A combinação de fatores externo e interno fez soar com força o alerta de preocupação no setor de lácteos do Rio Grande do Sul. O Conseleite, conselho paritário que reúne representantes de produtores e indústria, costurou uma proposta de um pacote de ações emergenciais consideradas necessárias para estancar a crise que se avizinha.
Os pontos listados constam em documento encaminhado presidente, Luiz Inácio Lula da Silva, ao vice-presidente, Geraldo Alckmin, aos ministros da Agricultura, Carlos Fávero, do Desenvolvimento Agrário, Paulo Teixeira, de Relações Institucionais, Gleisi Hoffmann, e ao presidente da Companhia Nacional de Abastecimento (Conab), Edegar Pretto.
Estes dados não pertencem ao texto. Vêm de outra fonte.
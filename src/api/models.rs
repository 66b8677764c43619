use super::client::{ensure_success, map_api_request_error, ApiClient};
use crate::types::ModelsResponse;
use anyhow::Result;

/// Offered when the model catalogue cannot be fetched.
pub const FALLBACK_MODELS: [&str; 3] = [
    "google/gemini-3-flash-preview",
    "openai/gpt-4o",
    "anthropic/claude-3.5-sonnet",
];

#[derive(Debug, Clone, Copy, PartialEq, Eq)]
pub enum ModelListSource {
    Remote,
    Fallback,
}

#[derive(Debug, Clone, PartialEq, Eq)]
pub struct ModelList {
    pub models: Vec<String>,
    pub source: ModelListSource,
}

impl ModelList {
    pub fn fallback() -> Self {
        Self {
            models: FALLBACK_MODELS.iter().map(|m| m.to_string()).collect(),
            source: ModelListSource::Fallback,
        }
    }

    fn remote(mut models: Vec<String>) -> Self {
        models.retain(|id| !id.trim().is_empty());
        models.sort();
        models.dedup();
        Self {
            models,
            source: ModelListSource::Remote,
        }
    }
}

impl ApiClient {
    /// Sorted model ids from `{api_url}/models`, or the fallback list on any failure.
    pub async fn list_models(&self) -> ModelList {
        if !self.has_api_key() {
            tracing::debug!("no credential configured, using fallback models");
            return ModelList::fallback();
        }

        match self.fetch_models().await {
            Ok(models) if !models.is_empty() => ModelList::remote(models),
            Ok(_) => {
                tracing::warn!("model list was empty, using fallback models");
                ModelList::fallback()
            }
            Err(error) => {
                tracing::warn!(error = %error, "model list unavailable, using fallback models");
                ModelList::fallback()
            }
        }
    }

    async fn fetch_models(&self) -> Result<Vec<String>> {
        #[cfg(test)]
        {
            if let Some(producer) = self.mock_producer() {
                return producer.mock_models();
            }
        }

        let request_url = format!("{}/models", self.api_url());
        let response = self
            .get(&request_url)
            .send()
            .await
            .map_err(|error| map_api_request_error(error, &request_url))?;
        let response = ensure_success(response, &request_url).await?;
        let body: ModelsResponse = response
            .json()
            .await
            .map_err(|error| map_api_request_error(error, &request_url))?;
        Ok(body.data.into_iter().map(|model| model.id).collect())
    }
}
— Precisamos do apoio do governo neste momento crítico para que o setor avance em produtividade e competitividade e que, em um futuro breve, consigamos enfrentar o mercado globalizado de forma autônoma — afirma Darlan Palharini, coordenador do Conseleite.
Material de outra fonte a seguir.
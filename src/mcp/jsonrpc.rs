use anyhow::{bail, Result};
use reqwest::header::{HeaderMap, HeaderName, HeaderValue, ACCEPT, CONTENT_TYPE};
use serde::{Deserialize, Serialize};
use serde_json::Value;

pub const PROTOCOL_VERSION: &str = "2024-11-05";
pub const SESSION_HEADER: &str = "mcp-session-id";
pub const ACCEPT_JSON_OR_STREAM: &str = "application/json, text/event-stream";
pub const EVENT_STREAM: &str = "text/event-stream";

/// Header names the session token is echoed under for server compatibility.
const SESSION_ECHO_HEADERS: [&str; 3] = ["X-Session-ID", "Session-ID", "MCP-Session-ID"];

#[derive(Debug, Clone, Serialize, Deserialize, PartialEq, Eq)]
#[serde(untagged)]
pub enum RequestId {
    Number(u64),
    Text(String),
}

#[derive(Debug, Clone, Serialize)]
pub struct JsonRpcRequest {
    pub jsonrpc: &'static str,
    #[serde(skip_serializing_if = "Option::is_none")]
    pub id: Option<RequestId>,
    pub method: String,
    #[serde(skip_serializing_if = "Option::is_none")]
    pub params: Option<Value>,
}

impl JsonRpcRequest {
    pub fn request(id: RequestId, method: &str, params: Option<Value>) -> Self {
        Self {
            jsonrpc: "2.0",
            id: Some(id),
            method: method.to_string(),
            params: non_empty(params),
        }
    }

    pub fn notification(method: &str, params: Option<Value>) -> Self {
        Self {
            jsonrpc: "2.0",
            id: None,
            method: method.to_string(),
            params: non_empty(params),
        }
    }
}

/// Empty parameter objects are omitted from the envelope.
fn non_empty(params: Option<Value>) -> Option<Value> {
    params.filter(|value| match value {
        Value::Object(map) => !map.is_empty(),
        Value::Null => false,
        _ => true,
    })
}

#[derive(Debug, Clone, Deserialize, PartialEq)]
pub struct JsonRpcError {
    #[serde(default)]
    pub code: i64,
    #[serde(default)]
    pub message: String,
}

#[derive(Debug, Clone, Deserialize, PartialEq)]
pub struct JsonRpcResponse {
    #[serde(default)]
    pub id: Option<RequestId>,
    #[serde(default)]
    pub result: Option<Value>,
    #[serde(default)]
    pub error: Option<JsonRpcError>,
}

impl JsonRpcResponse {
    /// Unwrap the `result`, turning a JSON-RPC error into `"{label} error: ..."`.
    pub fn into_result(self, label: &str) -> Result<Value> {
        if let Some(error) = self.error {
            bail!("{label} error: {}", error.message);
        }
        Ok(self.result.unwrap_or(Value::Null))
    }
}

/// Request headers for one call. The session token is attached to every
/// method except `initialize`.
pub fn build_mcp_headers(session_id: Option<&str>, method: &str, accept: &str) -> HeaderMap {
    let mut headers = HeaderMap::new();
    headers.insert(CONTENT_TYPE, HeaderValue::from_static("application/json"));
    if let Ok(value) = HeaderValue::from_str(accept) {
        headers.insert(ACCEPT, value);
    }

    if method == "initialize" {
        return headers;
    }
    if let Some(value) = session_id.and_then(|id| HeaderValue::from_str(id).ok()) {
        for name in SESSION_ECHO_HEADERS {
            if let Ok(name) = HeaderName::from_bytes(name.as_bytes()) {
                headers.insert(name, value.clone());
            }
        }
    }
    headers
}

pub fn session_id_from(headers: &HeaderMap) -> Option<String> {
    headers
        .get(SESSION_HEADER)
        .and_then(|value| value.to_str().ok())
        .map(|value| value.trim().to_string())
        .filter(|value| !value.is_empty())
}

pub fn is_event_stream(headers: &HeaderMap) -> bool {
    headers
        .get(CONTENT_TYPE)
        .and_then(|value| value.to_str().ok())
        .is_some_and(|value| value.contains(EVENT_STREAM))
}

/// Extract the first JSON payload from a buffered event-stream body.
pub fn parse_event_stream_body(body: &str) -> Result<JsonRpcResponse> {
    for line in body.lines() {
        let Some(data) = line.strip_prefix("data:") else {
            continue;
        };
        let data = data.trim();
        if data.is_empty() || data == "[DONE]" {
            continue;
        }
        match serde_json::from_str::<JsonRpcResponse>(data) {
            Ok(message) => return Ok(message),
            Err(error) => tracing::debug!(error = %error, line = %line, "skipping event-stream line"),
        }
    }
    bail!("No valid JSON messages found in SSE response")
}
O aumento da produção gaúcha em um momento do ano em que já deveria ser de baixa, a proximidade do período de entrada de safra de Minas Gerais (maior produtor nacional) e a entrada de lácteos importados do Mercosul, que chegam a preços mais competitivos, são os fatores que embasam a preocupação do setor. Que ganha um ingrediente adicional com à queda nos preços pagos ao produtor.
Conforme dados do Conseleite, o valor de referência do litro vem caindo desde julho. O projetado para outubro é de R$ 2,2163.
A alta na importação de setembro sobre agosto deste ano é o motivo do alerta: a quantidade, em milhões de litros, subiu 19,87%. No acumulado entre janeiro e setembro, há redução de 4,9%.
— A importação vinha se mantendo (no ano), mas final de setembro veio esse aumento, até estranhamos o por quê. Não conseguimos competir em preço (com o produto de países do Mercosul) —reforça Palharini.
São três os pedidos apresentados. Um é para que haja um benefício fiscal, uma espécie de bônus, às empresas de achocolatado, panificadoras, entre outras, que comprarem leite em pó produzido no Brasil. Seria uma forma de incentivo à preferência pelo produto nacional em relação ao importado.
Outra solicitação é a da realização de compra governamental, de cem mil toneladas de leite em pó, para programas sociais e escolas. Por fim, há a requisição para uma sobretaxa emergencial de 50% para leite em pó e queijo muçarela importados da Argentina e do Uruguai, vigente por 36 meses.